The statement issued Monday following talks between Pakistan’s Foreign Minister Ishaq Dar and his Chinese counterpart Wang Yi, who met in Beijing on December 4.
The two countries said that “terrorist groups operating from Afghanistan continue to pose serious threats to regional and global security and emphasized the need to prevent them from using Afghan soil to carry out attacks against other countries.”
There was no immediate response from the Afghanistan government in Kabul.
China praised Pakistan for what it described as “comprehensive counter-terrorism measures” and for protecting Chinese citizens and projects related to the China-Pakistan Economic Corridor, a program of China’s Belt and Road Initiative.
Thousands of Chinese workers and engineers are engaged in CPEC-related projects that involve improving road and rail links between China’s western Xinjiang region and Pakistan’s Gwadar port on the Arabian Sea. In 2024, five Chinese were killed when a suicide car bomb hit a bus in northwest Pakistan.

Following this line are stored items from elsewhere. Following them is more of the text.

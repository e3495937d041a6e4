//! Plugin root configuration

use anyhow::Result;
use serde::{Deserialize, Serialize};
use std::path::PathBuf;

use plugin_loader_api::PluginType;

use crate::utils;

/// Root directories to scan, per plugin type
#[derive(Debug, Clone, PartialEq, Serialize, Deserialize)]
pub struct PluginRoots {
    /// Roots scanned for bootstrap plugins
    #[serde(default)]
    pub bootstrap: Vec<PathBuf>,

    /// Roots scanned for system plugins
    #[serde(default)]
    pub system: Vec<PathBuf>,

    /// Roots scanned for user plugins
    #[serde(default)]
    pub user: Vec<PathBuf>,
}

impl PluginRoots {
    /// Roots configured for `plugin_type`
    pub fn for_type(&self, plugin_type: PluginType) -> &[PathBuf] {
        match plugin_type {
            PluginType::Bootstrap => &self.bootstrap,
            PluginType::System => &self.system,
            PluginType::User => &self.user,
        }
    }

    /// Copy with `~` and environment variables expanded in every root
    pub fn expanded(&self) -> Result<Self> {
        let expand = |roots: &[PathBuf]| -> Result<Vec<PathBuf>> {
            roots.iter().map(|root| utils::expand_path(root)).collect()
        };

        Ok(Self {
            bootstrap: expand(&self.bootstrap)?,
            system: expand(&self.system)?,
            user: expand(&self.user)?,
        })
    }

    /// Whether no tier has any root configured
    pub fn is_empty(&self) -> bool {
        self.bootstrap.is_empty() && self.system.is_empty() && self.user.is_empty()
    }
}

impl Default for PluginRoots {
    fn default() -> Self {
        let mut user = vec![PathBuf::from("./plugins/user")];
        if let Ok(config_dir) = utils::get_config_dir() {
            user.push(config_dir.join("plugins"));
        }

        Self {
            bootstrap: vec![PathBuf::from("./plugins/bootstrap")],
            system: vec![PathBuf::from("./plugins/system")],
            user,
        }
    }
}
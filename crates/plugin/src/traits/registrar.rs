//! Plugin registration capability

use async_trait::async_trait;

use crate::error::RegistrationError;
use crate::types::{LoadedModule, PluginId, PluginType};

/// Outcome of a registration attempt
#[derive(Debug, Clone, PartialEq, Eq)]
pub enum Registration {
    /// The plugin was added to the registry
    Registered(PluginId),

    /// The identity was already present; the registry is unchanged
    AlreadyRegistered(PluginId),
}

impl Registration {
    /// Identity the outcome refers to
    pub fn plugin_id(&self) -> &PluginId {
        match self {
            Registration::Registered(id) => id,
            Registration::AlreadyRegistered(id) => id,
        }
    }

    pub fn is_new(&self) -> bool {
        matches!(self, Registration::Registered(_))
    }
}

/// Records plugins exported by imported modules
#[async_trait]
pub trait PluginRegistrar: Send + Sync {
    /// Register the plugin exported by `module` under `plugin_type`
    async fn register_plugin(
        &self,
        module: &LoadedModule,
        plugin_type: PluginType,
    ) -> Result<Registration, RegistrationError>;
}
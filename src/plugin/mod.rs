//! Plugin discovery and loading
//!
//! A load pass walks each root directory, treats every immediate
//! subdirectory as a candidate package, resolves the package's entry module
//! for the requested [`PluginType`], imports it and registers the plugin it
//! exports.
//!
//! ```text
//! <root>/
//!   system_plugin/
//!     sys_module.yaml      bootstrap entry module
//!   simple_plugin/
//!     test_module.yaml     system/user entry module
//! ```

pub mod classifier;
pub mod enumerator;
pub mod importer;
pub mod loader;
pub mod registry;
pub mod validator;

pub use classifier::{DiscoveryStrategy, ModuleClassifier};
pub use enumerator::{enumerate_packages, CandidatePackage, FsPackageSource, PackageSource};
pub use importer::{ManifestImporter, ModuleManifest, PluginExport};
pub use loader::{FailureStage, LoadFailure, LoadReport, PluginLoader};
pub use registry::{PluginRegistry, RegistryEntry};
pub use validator::is_loadable_root;

pub use plugin_loader_api::{
    ImportError, LoadedModule, ModuleImporter, ModuleSpec, PluginDescriptor, PluginId,
    PluginRegistrar, PluginType, QualifiedName, Registration, RegistrationError,
};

In August, top diplomats from Pakistan, China and Afghanistan met in Kabul and pledged to work toward extending CPEC to Afghanistan, but the effort has not visibly advanced.

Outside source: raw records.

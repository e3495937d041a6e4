use async_trait::async_trait;
use plugin_loader::plugin::{
    CandidatePackage, FailureStage, FsPackageSource, ImportError, LoadedModule, ModuleImporter,
    ModuleSpec, PackageSource, PluginDescriptor, PluginLoader, PluginRegistrar, PluginRegistry,
    PluginType, Registration, RegistrationError,
};
use std::fs;
use std::io;
use std::path::{Path, PathBuf};
use std::sync::{Arc, Mutex};
use tempfile::TempDir;

/// Filesystem view recording which directories were listed and which
/// module names were looked up
#[derive(Default)]
struct RecordingSource {
    packages_listed: Mutex<Vec<PathBuf>>,
    modules_looked_up: Mutex<Vec<(PathBuf, String)>>,
}

impl PackageSource for RecordingSource {
    fn is_dir(&self, path: &Path) -> bool {
        FsPackageSource.is_dir(path)
    }

    fn list_packages(&self, root: &Path) -> io::Result<Vec<CandidatePackage>> {
        self.packages_listed.lock().unwrap().push(root.to_path_buf());
        FsPackageSource.list_packages(root)
    }

    fn find_module(&self, package: &Path, module: &str) -> Option<PathBuf> {
        self.modules_looked_up
            .lock()
            .unwrap()
            .push((package.to_path_buf(), module.to_string()));
        FsPackageSource.find_module(package, module)
    }
}

/// Importer recording requested names without evaluating anything
#[derive(Default)]
struct RecordingImporter {
    imported: Mutex<Vec<String>>,
}

#[async_trait]
impl ModuleImporter for RecordingImporter {
    async fn import_module(&self, spec: &ModuleSpec) -> Result<Arc<LoadedModule>, ImportError> {
        self.imported.lock().unwrap().push(spec.name.to_string());
        let descriptor = PluginDescriptor::new(spec.name.package());
        Ok(Arc::new(LoadedModule::new(spec, descriptor)))
    }
}

/// Registrar recording calls before delegating to a real registry
#[derive(Default)]
struct RecordingRegistrar {
    calls: Mutex<Vec<(String, PluginType)>>,
    registry: PluginRegistry,
}

#[async_trait]
impl PluginRegistrar for RecordingRegistrar {
    async fn register_plugin(
        &self,
        module: &LoadedModule,
        plugin_type: PluginType,
    ) -> Result<Registration, RegistrationError> {
        self.calls
            .lock()
            .unwrap()
            .push((module.name.to_string(), plugin_type));
        self.registry.register_plugin(module, plugin_type).await
    }
}

struct Harness {
    source: Arc<RecordingSource>,
    importer: Arc<RecordingImporter>,
    registrar: Arc<RecordingRegistrar>,
    loader: PluginLoader,
}

fn harness() -> Harness {
    let source = Arc::new(RecordingSource::default());
    let importer = Arc::new(RecordingImporter::default());
    let registrar = Arc::new(RecordingRegistrar::default());
    let loader = PluginLoader::new(registrar.clone())
        .with_source(source.clone())
        .with_importer(importer.clone());

    Harness {
        source,
        importer,
        registrar,
        loader,
    }
}

fn write_module(root: &Path, package: &str, module: &str) {
    let dir = root.join(package);
    fs::create_dir_all(&dir).unwrap();
    fs::write(dir.join(format!("{module}.yaml")), "").unwrap();
}

#[tokio::test]
async fn test_load_bootstrap_plugin() {
    let temp_dir = TempDir::new().unwrap();
    let root = temp_dir.path().join("test_system_plugin");
    write_module(&root, "system_plugin", "sys_module");

    let h = harness();
    h.loader
        .load_plugins_from_roots(&[root], PluginType::Bootstrap)
        .await;

    assert_eq!(
        *h.importer.imported.lock().unwrap(),
        vec!["system_plugin.sys_module".to_string()]
    );
}

#[tokio::test]
async fn test_load_system_plugin() {
    let temp_dir = TempDir::new().unwrap();
    let root = temp_dir.path().join("test_plugin");
    write_module(&root, "simple_plugin", "test_module");

    let h = harness();
    let report = h
        .loader
        .load_plugins_from_roots(&[root], PluginType::System)
        .await;

    assert_eq!(
        *h.importer.imported.lock().unwrap(),
        vec!["simple_plugin.test_module".to_string()]
    );
    assert_eq!(
        *h.registrar.calls.lock().unwrap(),
        vec![("simple_plugin.test_module".to_string(), PluginType::System)]
    );
    assert_eq!(report.registered, vec!["simple_plugin".to_string()]);
}

#[tokio::test]
async fn test_root_that_is_not_a_directory() {
    let temp_dir = TempDir::new().unwrap();
    let root = temp_dir.path().join("test_not_load_plugin");
    fs::write(&root, "a file, not a plugin root").unwrap();
    let missing = temp_dir.path().join("missing");

    let h = harness();
    let report = h
        .loader
        .load_plugins_from_roots(&[root.clone(), missing.clone()], PluginType::System)
        .await;

    assert!(h.source.packages_listed.lock().unwrap().is_empty());
    assert!(h.source.modules_looked_up.lock().unwrap().is_empty());
    assert!(h.importer.imported.lock().unwrap().is_empty());
    assert!(h.registrar.calls.lock().unwrap().is_empty());
    assert_eq!(report.skipped_roots, vec![root, missing]);
}

#[tokio::test]
async fn test_rejected_packages_are_not_opened() {
    let temp_dir = TempDir::new().unwrap();
    let root = temp_dir.path().join("test_load_test_module");
    fs::create_dir_all(&root).unwrap();
    // A module file sitting directly in the root is not a package
    fs::write(root.join("test_module.yaml"), "").unwrap();
    write_module(&root, "_private_plugin", "test_module");
    write_module(&root, "not-a-package", "test_module");

    let h = harness();
    let report = h
        .loader
        .load_plugins_from_roots(&[root.clone()], PluginType::System)
        .await;

    assert_eq!(*h.source.packages_listed.lock().unwrap(), vec![root]);
    assert!(h.source.modules_looked_up.lock().unwrap().is_empty());
    assert!(h.registrar.calls.lock().unwrap().is_empty());
    assert_eq!(report.candidates, 3);
    assert_eq!(report.unmatched, 3);
}

#[tokio::test]
async fn test_package_without_entry_module() {
    let temp_dir = TempDir::new().unwrap();
    let root = temp_dir.path().to_path_buf();
    write_module(&root, "simple_plugin", "helpers");

    let h = harness();
    let report = h
        .loader
        .load_plugins_from_roots(&[root.clone()], PluginType::System)
        .await;

    // Only the entry module names are looked up; the package is never listed
    let package = root.join("simple_plugin");
    assert_eq!(
        *h.source.modules_looked_up.lock().unwrap(),
        vec![
            (package.clone(), "plugin_module".to_string()),
            (package, "test_module".to_string()),
        ]
    );
    assert!(h.importer.imported.lock().unwrap().is_empty());
    assert!(h.registrar.calls.lock().unwrap().is_empty());
    assert_eq!(report.unmatched, 1);
    assert!(report.is_clean());
}

#[tokio::test]
async fn test_package_for_another_tier_is_not_loaded() {
    let temp_dir = TempDir::new().unwrap();
    let root = temp_dir.path().to_path_buf();
    write_module(&root, "simple_plugin", "test_module");

    let h = harness();
    let report = h
        .loader
        .load_plugins_from_roots(&[root.clone()], PluginType::Bootstrap)
        .await;

    assert_eq!(
        *h.source.modules_looked_up.lock().unwrap(),
        vec![(root.join("simple_plugin"), "sys_module".to_string())]
    );
    assert!(h.importer.imported.lock().unwrap().is_empty());
    assert_eq!(report.unmatched, 1);
}

#[tokio::test]
async fn test_empty_root_list() {
    let h = harness();
    let report = h
        .loader
        .load_plugins_from_roots::<PathBuf>(&[], PluginType::System)
        .await;

    assert!(h.importer.imported.lock().unwrap().is_empty());
    assert!(h.registrar.calls.lock().unwrap().is_empty());
    assert!(report.scanned_roots.is_empty());
    assert!(report.skipped_roots.is_empty());
}

#[tokio::test]
async fn test_repeated_load_is_idempotent() {
    let temp_dir = TempDir::new().unwrap();
    let root = temp_dir.path().to_path_buf();
    write_module(&root, "alpha_plugin", "test_module");
    write_module(&root, "beta_plugin", "plugin_module");

    let registry = Arc::new(PluginRegistry::new());
    let loader = PluginLoader::new(registry.clone());

    let first = loader
        .load_plugins_from_roots(&[root.clone()], PluginType::System)
        .await;
    let second = loader
        .load_plugins_from_roots(&[root], PluginType::System)
        .await;

    assert_eq!(first.registered.len(), 2);
    assert!(first.duplicates.is_empty());
    assert!(second.registered.is_empty());
    assert_eq!(
        second.duplicates,
        vec!["alpha_plugin".to_string(), "beta_plugin".to_string()]
    );
    assert_eq!(registry.len().await, 2);
}

#[tokio::test]
async fn test_same_identity_across_roots() {
    let temp_dir = TempDir::new().unwrap();
    let first_root = temp_dir.path().join("first");
    let second_root = temp_dir.path().join("second");
    write_module(&first_root, "shared_plugin", "test_module");
    write_module(&second_root, "shared_plugin", "test_module");

    let registry = Arc::new(PluginRegistry::new());
    let report = PluginLoader::new(registry.clone())
        .load_plugins_from_roots(&[first_root.clone(), second_root], PluginType::System)
        .await;

    // The module name is already imported, so the second root resolves to
    // the cached module and its plugin is coalesced.
    assert_eq!(report.registered, vec!["shared_plugin".to_string()]);
    assert_eq!(report.duplicates, vec!["shared_plugin".to_string()]);

    let entry = registry.get("shared_plugin").await.unwrap();
    assert_eq!(
        entry.origin,
        first_root.join("shared_plugin").join("test_module.yaml")
    );
}

#[tokio::test]
async fn test_concurrent_loads_share_one_registry() {
    let temp_dir = TempDir::new().unwrap();
    let root = temp_dir.path().to_path_buf();
    for i in 0..8 {
        write_module(&root, &format!("plugin_{i}"), "test_module");
    }

    let registry = Arc::new(PluginRegistry::new());
    let loader = Arc::new(PluginLoader::new(registry.clone()));

    let mut handles = Vec::new();
    for _ in 0..4 {
        let loader = Arc::clone(&loader);
        let root = root.clone();
        handles.push(tokio::spawn(async move {
            loader
                .load_plugins_from_roots(&[root], PluginType::System)
                .await
        }));
    }

    let mut registered = 0;
    let mut duplicates = 0;
    for handle in handles {
        let report = handle.await.unwrap();
        assert!(report.is_clean());
        registered += report.registered.len();
        duplicates += report.duplicates.len();
    }

    assert_eq!(registered, 8);
    assert_eq!(duplicates, 24);
    assert_eq!(registry.len().await, 8);
}

#[tokio::test]
async fn test_module_evaluated_once_across_loaders() {
    let temp_dir = TempDir::new().unwrap();
    let root = temp_dir.path().to_path_buf();
    let package = root.join("shared_once_plugin");
    fs::create_dir_all(&package).unwrap();
    let origin = package.join("test_module.yaml");
    fs::write(&origin, "plugin:\n  id: first\n").unwrap();

    let registry = Arc::new(PluginRegistry::new());
    let first = PluginLoader::new(registry.clone())
        .load_plugins_from_roots(&[root.clone()], PluginType::System)
        .await;
    assert_eq!(first.registered, vec!["first".to_string()]);

    // A second loader in the same process reuses the imported module
    fs::write(&origin, "plugin: [broken").unwrap();
    let second = PluginLoader::new(registry.clone())
        .load_plugins_from_roots(&[root], PluginType::System)
        .await;

    assert!(second.is_clean());
    assert_eq!(second.duplicates, vec!["first".to_string()]);
    assert_eq!(registry.len().await, 1);
}

/// Registrar refusing plugins from one package
struct RejectingRegistrar {
    package: &'static str,
    registry: PluginRegistry,
}

#[async_trait]
impl PluginRegistrar for RejectingRegistrar {
    async fn register_plugin(
        &self,
        module: &LoadedModule,
        plugin_type: PluginType,
    ) -> Result<Registration, RegistrationError> {
        if module.name.package() == self.package {
            return Err(RegistrationError::Rejected {
                module: module.name.clone(),
                reason: "plugin is disabled".to_string(),
            });
        }
        self.registry.register_plugin(module, plugin_type).await
    }
}

#[tokio::test]
async fn test_registration_failure_is_isolated() {
    let temp_dir = TempDir::new().unwrap();
    let root = temp_dir.path().to_path_buf();
    write_module(&root, "a_disabled_plugin", "test_module");
    write_module(&root, "b_enabled_plugin", "test_module");

    let registrar = Arc::new(RejectingRegistrar {
        package: "a_disabled_plugin",
        registry: PluginRegistry::new(),
    });
    let report = PluginLoader::new(registrar.clone())
        .load_plugins_from_roots(&[root.clone()], PluginType::System)
        .await;

    assert_eq!(report.registered, vec!["b_enabled_plugin".to_string()]);
    assert_eq!(report.failures.len(), 1);

    let failure = &report.failures[0];
    assert_eq!(failure.stage, FailureStage::Register);
    assert_eq!(failure.module.as_deref(), Some("a_disabled_plugin.test_module"));
    assert_eq!(
        failure.origin,
        root.join("a_disabled_plugin").join("test_module.yaml")
    );
    assert!(failure.message.contains("plugin is disabled"));

    assert!(!registrar.registry.contains("a_disabled_plugin").await);
    assert!(registrar.registry.contains("b_enabled_plugin").await);
}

Pakistan has repeatedly accused Afghanistan’s Taliban leaders of harboring the outlawed Tehrik-e-Taliban Pakistan, or TTP, which has been blamed for attacks inside Pakistan that have increased since 2021. The TTP is separate from the Taliban of Afghanistan, which has been ruling the country since 2021 and says it does not allow territory to be used against other countries.

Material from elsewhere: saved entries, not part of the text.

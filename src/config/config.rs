//! Main configuration structure and implementation

use anyhow::{anyhow, Result};
use serde::{Deserialize, Serialize};
use std::collections::BTreeMap;
use std::path::Path;

use plugin_loader_api::PluginType;

use super::PluginRoots;
use crate::plugin::{DiscoveryStrategy, ModuleClassifier};

/// Supported configuration version
pub const CONFIG_VERSION: &str = "1.0";

/// Main configuration structure
#[derive(Debug, Clone, Serialize, Deserialize)]
pub struct Config {
    /// Configuration version
    pub version: String,

    /// Plugin roots per plugin type
    #[serde(default)]
    pub roots: PluginRoots,

    /// Naming convention overrides per plugin type
    #[serde(default)]
    pub strategies: BTreeMap<PluginType, DiscoveryStrategy>,

    /// Treat any per-plugin failure as a failed run
    #[serde(default)]
    pub fail_on_error: bool,
}

impl Config {
    /// Load configuration from a YAML file
    pub fn from_file(path: &Path) -> Result<Self> {
        let content = std::fs::read_to_string(path)?;
        let config: Config = serde_yaml::from_str(&content)?;
        config.validate()?;
        Ok(config)
    }

    /// Save configuration to a YAML file
    pub fn save_to_file(&self, path: &Path) -> Result<()> {
        let content = serde_yaml::to_string(self)?;
        std::fs::write(path, content)?;
        Ok(())
    }

    /// Validate the configuration
    pub fn validate(&self) -> Result<()> {
        if self.version != CONFIG_VERSION {
            return Err(anyhow!(
                "Unsupported configuration version: {}",
                self.version
            ));
        }

        for (plugin_type, strategy) in &self.strategies {
            strategy
                .validate()
                .map_err(|e| anyhow!("Invalid {} strategy: {}", plugin_type, e))?;
        }

        Ok(())
    }

    /// Classifier applying the configured strategy overrides
    pub fn classifier(&self) -> Result<ModuleClassifier> {
        self.strategies
            .iter()
            .try_fold(ModuleClassifier::new(), |classifier, (plugin_type, strategy)| {
                classifier
                    .with_strategy(*plugin_type, strategy.clone())
                    .map_err(|e| anyhow!("Invalid {} strategy: {}", plugin_type, e))
            })
    }
}

impl Default for Config {
    fn default() -> Self {
        Self {
            version: CONFIG_VERSION.to_string(),
            roots: PluginRoots::default(),
            strategies: BTreeMap::new(),
            fail_on_error: false,
        }
    }
}
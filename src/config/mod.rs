//! Configuration management for plugin-loader

pub mod config;
pub mod plugins;


// Re-export main types for convenience
pub use config::Config;
pub use plugins::PluginRoots;
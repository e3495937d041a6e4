//! Plugin Loader Library
//!
//! Discovers plugin packages under configured root directories, imports
//! their entry modules and registers the plugins they export into a
//! process-wide registry, one loading tier at a time.

pub mod cli;
pub mod config;
pub mod plugin;
pub mod utils;

pub use config::{Config, PluginRoots};
pub use plugin::{
    DiscoveryStrategy, LoadReport, ModuleClassifier, PluginLoader, PluginRegistry, PluginType,
    RegistryEntry,
};

use anyhow::Result;
use std::path::PathBuf;
use std::sync::Arc;
use tracing::{info, warn};

/// Host context tying configuration, loader and registry together
pub struct PluginHost {
    config: Config,
    registry: Arc<PluginRegistry>,
    loader: PluginLoader,
}

impl PluginHost {
    /// Create a host registering into the process-wide registry
    pub fn new(config: Config) -> Result<Self> {
        Self::with_registry(config, PluginRegistry::global())
    }

    /// Create a host registering into `registry`
    pub fn with_registry(config: Config, registry: Arc<PluginRegistry>) -> Result<Self> {
        config.validate()?;

        let loader = PluginLoader::new(registry.clone()).with_classifier(config.classifier()?);

        Ok(Self {
            config,
            registry,
            loader,
        })
    }

    /// Load all configured plugins, bootstrap tier first
    pub async fn initialize_plugins(&self) -> Result<Vec<LoadReport>> {
        info!("Initializing plugin system");

        if self.config.roots.is_empty() {
            warn!("No plugin roots configured");
        }

        let roots = self.config.roots.expanded()?;
        let reports = self.loader.load_phases(&roots).await;

        let failures: usize = reports.iter().map(|r| r.failures.len()).sum();
        if failures > 0 {
            warn!("Plugin system initialized with {} failures", failures);
        } else {
            info!("Plugin system initialized successfully");
        }

        Ok(reports)
    }

    /// Load plugins of one type from explicit roots
    pub async fn load(&self, plugin_type: PluginType, roots: &[PathBuf]) -> Result<LoadReport> {
        let roots = roots
            .iter()
            .map(|root| utils::expand_path(root))
            .collect::<Result<Vec<_>>>()?;

        Ok(self.loader.load_plugins_from_roots(&roots, plugin_type).await)
    }

    /// Registered plugins, ordered by type then identity
    pub async fn get_plugin_info(&self) -> Vec<RegistryEntry> {
        self.registry.entries().await
    }

    /// Whether the reports should fail the run under the current configuration
    pub fn should_fail(&self, reports: &[LoadReport]) -> bool {
        self.config.fail_on_error && reports.iter().any(|r| !r.is_clean())
    }

    pub fn config(&self) -> &Config {
        &self.config
    }

    pub fn registry(&self) -> &Arc<PluginRegistry> {
        &self.registry
    }
}

/// Application error types
#[derive(thiserror::Error, Debug)]
pub enum PluginLoaderError {
    #[error("Configuration error: {0}")]
    Config(String),

    #[error("Plugin loading finished with {0} failures")]
    LoadFailed(usize),
}

/// Result type for the main application
pub type PluginLoaderResult<T> = Result<T, PluginLoaderError>;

Tensions between Pakistan and Afghanistan have persisted since early October when Pakistan carried out airstrikes on what it described as Pakistani Taliban hideouts inside Afghanistan, killing dozens of alleged insurgents.
Afghan forces retaliated by targeting Pakistani military posts and claimed to have killed 58 soldiers. Pakistan acknowledged losing 23 soldiers.
The fighting stopped after Qatar called a ceasefire in its capital Doha. The agreement was followed by further talks in Istanbul, which failed to produce additional results.